This pipeline standard was developed to aid in coordination of the Centers for Common Disease Genomics project. It was tested with HiSeq X data on pipeline implementations from five centers.
Each center should use exactly the same reference genome.
Standard:
- GRCh38DH, 1000 Genomes Project version
- Includes the standard set of chromosomes and alternate sequences from GRCh38
- Includes the decoy sequences
- Includes additional alternate versions of the HLA locus
Each center should use exactly the same alignment strategy
Standard:
- Aligner: BWA-MEM
- Version: We will use 0.7.15 (https://github.com/lh3/bwa/releases/tag/v0.7.15)
- Standardized parameters:
- Do not use
-M
since it causes split-read alignments to be marked as "secondary" rather than "supplementary" alignments, violating the BAM specification - Use
-K 100000000
to achieve deterministic alignment results (Note: this is a hidden option) - Use
-Y
to force soft-clipping rather than default hard-clipping of supplementary alignments - Include a
.alt
file for consumption by BWA-MEM; do not perform post-processing of alternate alignments
- Do not use
- Optional parameters (may be useful for convenience and not expected to alter results):
-p
(for interleaved fastq)-C
(append FASTA/FASTQ comment to SAM output)-v
(logging verbosity)-t
(threading)-R
(read group header line)
- Post-alignment modification:
- In order to reduce false positive calls due to bacterial contamination randomly aligning to the human genome, reads and their mates may be marked by setting 0x4 bit in the SAM flag if the following conditions apply:
- The primary alignment has less than 32 aligned bases
- The primary alignment is soft clipped on both sides
- This filtering is optional
- The original mapping information will be encoded in a Previous Alignment (PA) tag on the marked reads using the same format as the SA tag in the BAM specification.
- Modification of other flags after alignment will not be performed.
- In order to reduce false positive calls due to bacterial contamination randomly aligning to the human genome, reads and their mates may be marked by setting 0x4 bit in the SAM flag if the following conditions apply:
Different centers can use different tools, as long as the same number of reads are marked duplicate and results are functionally equivalent. During the pipeline synchronization exercise we evaluated four tools: Picard MarkDuplicates, bamUtil, samblaster, and sambamba. After the exercise, centers are using Picard and bamUtil.
Standard:
- Match Picard’s current definition of duplicates for primary alignments where both reads of a pair align to the reference genome.

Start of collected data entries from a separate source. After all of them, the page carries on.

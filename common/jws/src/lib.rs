//! Detached JSON Web Signatures (RS512, `b64: false`) for the payment initiation API.
//!
//! The token carries only the header and signature segments
//! (`<header>..<signature>`); the payload travels as the HTTP body but is part of
//! the signed bytes.

pub mod credentials;
pub mod error;
pub mod header;
pub mod signer;
pub mod verifier;

pub use credentials::Credentials;
pub use error::{JwsError, JwsResult};
pub use header::{JwsHeader, JWS_ALGORITHM, KID_PREFIX};
pub use signer::{DetachedJwsSigner, JwsPayload};
pub use verifier::DetachedJwsVerifier;
/// Client identity and signing key supplied with each gateway call.
#[derive(Clone)]
pub struct Credentials {
    client_id: String,
    private_key_pem: String,
}

impl Credentials {
    pub fn new(client_id: impl Into<String>, private_key_pem: impl Into<String>) -> Self {
        Self {
            client_id: client_id.into(),
            private_key_pem: private_key_pem.into(),
        }
    }

    pub fn client_id(&self) -> &str {
        &self.client_id
    }

    /// PEM-encoded RSA private key (PKCS#8 or PKCS#1).
    pub fn private_key_pem(&self) -> &str {
        &self.private_key_pem
    }
}

impl std::fmt::Debug for Credentials {
    fn fmt(&self, f: &mut std::fmt::Formatter<'_>) -> std::fmt::Result {
        f.debug_struct("Credentials")
            .field("client_id", &self.client_id)
            .field("private_key_pem", &"***redacted***")
            .finish()
    }
}
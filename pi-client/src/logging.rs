use std::panic::{catch_unwind, AssertUnwindSafe};
use std::sync::Arc;

use serde_json::Value;
use tracing::{debug, error, info, trace, warn, Level};

use crate::config::LoggingConfig;

/// Destination for gateway diagnostics. Implementations cannot fail.
pub trait GatewayLog: Send + Sync {
    fn log(&self, level: Level, message: &str, context: &Value);
}

/// Routes gateway diagnostics into `tracing`, tagged with a channel name.
#[derive(Debug, Clone)]
pub struct TracingLog {
    channel: String,
}

impl TracingLog {
    pub fn new(channel: impl Into<String>) -> Self {
        Self {
            channel: channel.into(),
        }
    }

}

impl GatewayLog for TracingLog {
    fn log(&self, level: Level, message: &str, context: &Value) {
        let channel = self.channel.as_str();
        match level {
            Level::ERROR => error!(channel, context = %context, "{message}"),
            Level::WARN => warn!(channel, context = %context, "{message}"),
            Level::INFO => info!(channel, context = %context, "{message}"),
            Level::DEBUG => debug!(channel, context = %context, "{message}"),
            _ => trace!(channel, context = %context, "{message}"),
        }
    }
}

/// Applies the enabled flag and minimum level before handing events to a sink.
#[derive(Clone)]
pub struct GatedLog {
    sink: Arc<dyn GatewayLog>,
    enabled: bool,
    min_level: Level,
}

impl GatedLog {
    pub fn new(sink: Arc<dyn GatewayLog>, config: &LoggingConfig) -> Self {
        Self {
            sink,
            enabled: config.enabled,
            min_level: config.level,
        }
    }

    pub fn from_config(config: &LoggingConfig) -> Self {
        Self::new(Arc::new(TracingLog::new(config.channel.clone())), config)
    }

    pub fn disabled() -> Self {
        Self {
            sink: Arc::new(TracingLog::new("disabled")),
            enabled: false,
            min_level: Level::ERROR,
        }
    }

    pub fn is_enabled(&self, level: Level) -> bool {
        // tracing orders levels by verbosity: TRACE > DEBUG > ... > ERROR.
        self.enabled && level <= self.min_level
    }

    pub fn error(&self, message: &str, context: Value) {
        self.emit(Level::ERROR, message, context);
    }

    pub fn warn(&self, message: &str, context: Value) {
        self.emit(Level::WARN, message, context);
    }

    pub fn info(&self, message: &str, context: Value) {
        self.emit(Level::INFO, message, context);
    }

    fn emit(&self, level: Level, message: &str, context: Value) {
        if !self.is_enabled(level) {
            return;
        }
        let sink = &self.sink;
        if catch_unwind(AssertUnwindSafe(|| sink.log(level, message, &context))).is_err() {
            warn!(event = message, "gateway log sink panicked; event dropped");
        }
    }
}

impl std::fmt::Debug for GatedLog {
    fn fmt(&self, f: &mut std::fmt::Formatter<'_>) -> std::fmt::Result {
        f.debug_struct("GatedLog")
            .field("enabled", &self.enabled)
            .field("min_level", &self.min_level)
            .finish()
    }
}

Both samblaster and bamUtil already attempt to match Picard for this class of alignments.
- If a primary alignment is marked as duplicate, then all supplementary alignments for that same read should also be marked as duplicates. Both Picard and bamUtil have modified to exhibit this behavior. For Picard, you must use >= version 2.4.1 and run on a queryname sorted input file. BamUtil must be version >=TODO. Samblaster supports this behavior, but Sambamba does not.
- Orphan alignments (where the mate paired read is unmapped) will be marked as duplicates if there’s another read with the same alignment (mated, or orphaned)
- The unmapped mate of duplicate orphan reads is required to also be marked as a duplicate.
- It is not a requirement for duplicate marking software to choose the best pair based on base quality sum, but results must be functionally equivalent. In practice we have moved away from using samblaster for this reason.
- If a primary alignment is marked as duplicate, then all secondary alignments for that read should also be marked as duplicates. However, given that no secondary alignments will exist using our proposed alignment strategy, it is optional for software to implement.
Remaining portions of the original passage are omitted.